Collected data entries:
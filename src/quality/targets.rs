//! Raw measurement → bounded target mapping.

use crate::analysis::frontal_score;
use crate::types::{
    MetricValues, ANGLE_RANGE, DISTANCE_RANGE, SHAKE_RANGE, TILT_RANGE,
};

/// Standard deviation treated as fully sharp.
pub const SHARPNESS_FULL_SCALE_STD: f64 = 64.0;
/// Mean absolute frame difference treated as maximal shake.
pub const SHAKE_FULL_SCALE_DIFF: f64 = 30.0;

/// Unbounded per-frame measurements.
#[derive(Debug, Clone, Copy, PartialEq, Default)]
pub struct RawMeasurements {
    pub mean: f64,
    pub stddev: f64,
    pub angle_deg: f64,
    pub tilt_deg: f64,
    pub shake_raw: f64,
}

/// Single-frame target values, already inside the metric ranges.
#[derive(Debug, Clone, Copy, PartialEq)]
pub struct MetricTargets(pub MetricValues);

impl MetricTargets {
    pub fn from_measurements(raw: &RawMeasurements) -> Self {
        let brightness = linear(raw.mean, 0.0, 255.0, 0.0, 100.0);
        let sharpness = linear(raw.stddev, 0.0, SHARPNESS_FULL_SCALE_STD, 0.0, 100.0);
        let shake_percent = linear(raw.shake_raw, 0.0, SHAKE_FULL_SCALE_DIFF, 0.0, 100.0);

        // Distance has no signal of its own: blurrier means assumed further away.
        let distance = linear(
            100.0 - sharpness,
            0.0,
            100.0,
            *DISTANCE_RANGE.start(),
            *DISTANCE_RANGE.end(),
        );

        MetricTargets(MetricValues {
            sharpness,
            angle: raw.angle_deg.clamp(*ANGLE_RANGE.start(), *ANGLE_RANGE.end()),
            tilt_vertical: raw.tilt_deg.clamp(*TILT_RANGE.start(), *TILT_RANGE.end()),
            frontal: frontal_score(raw.angle_deg, raw.tilt_deg),
            brightness,
            shake: (shake_percent * 5.0 / 100.0).clamp(*SHAKE_RANGE.start(), *SHAKE_RANGE.end()),
            distance,
        })
    }

    pub fn values(&self) -> &MetricValues {
        &self.0
    }
}

/// Map `value` from [in_lo, in_hi] onto [out_lo, out_hi], clamped.
fn linear(value: f64, in_lo: f64, in_hi: f64, out_lo: f64, out_hi: f64) -> f64 {
    let t = ((value - in_lo) / (in_hi - in_lo)).clamp(0.0, 1.0);
    out_lo + t * (out_hi - out_lo)
}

■ TASK DIRECTIONS ■
Examine the records and pull out every line where the string "struct" occurs.

■ EXPECTED ANSWER ■
pub struct RawMeasurements {
pub struct MetricTargets(pub MetricValues);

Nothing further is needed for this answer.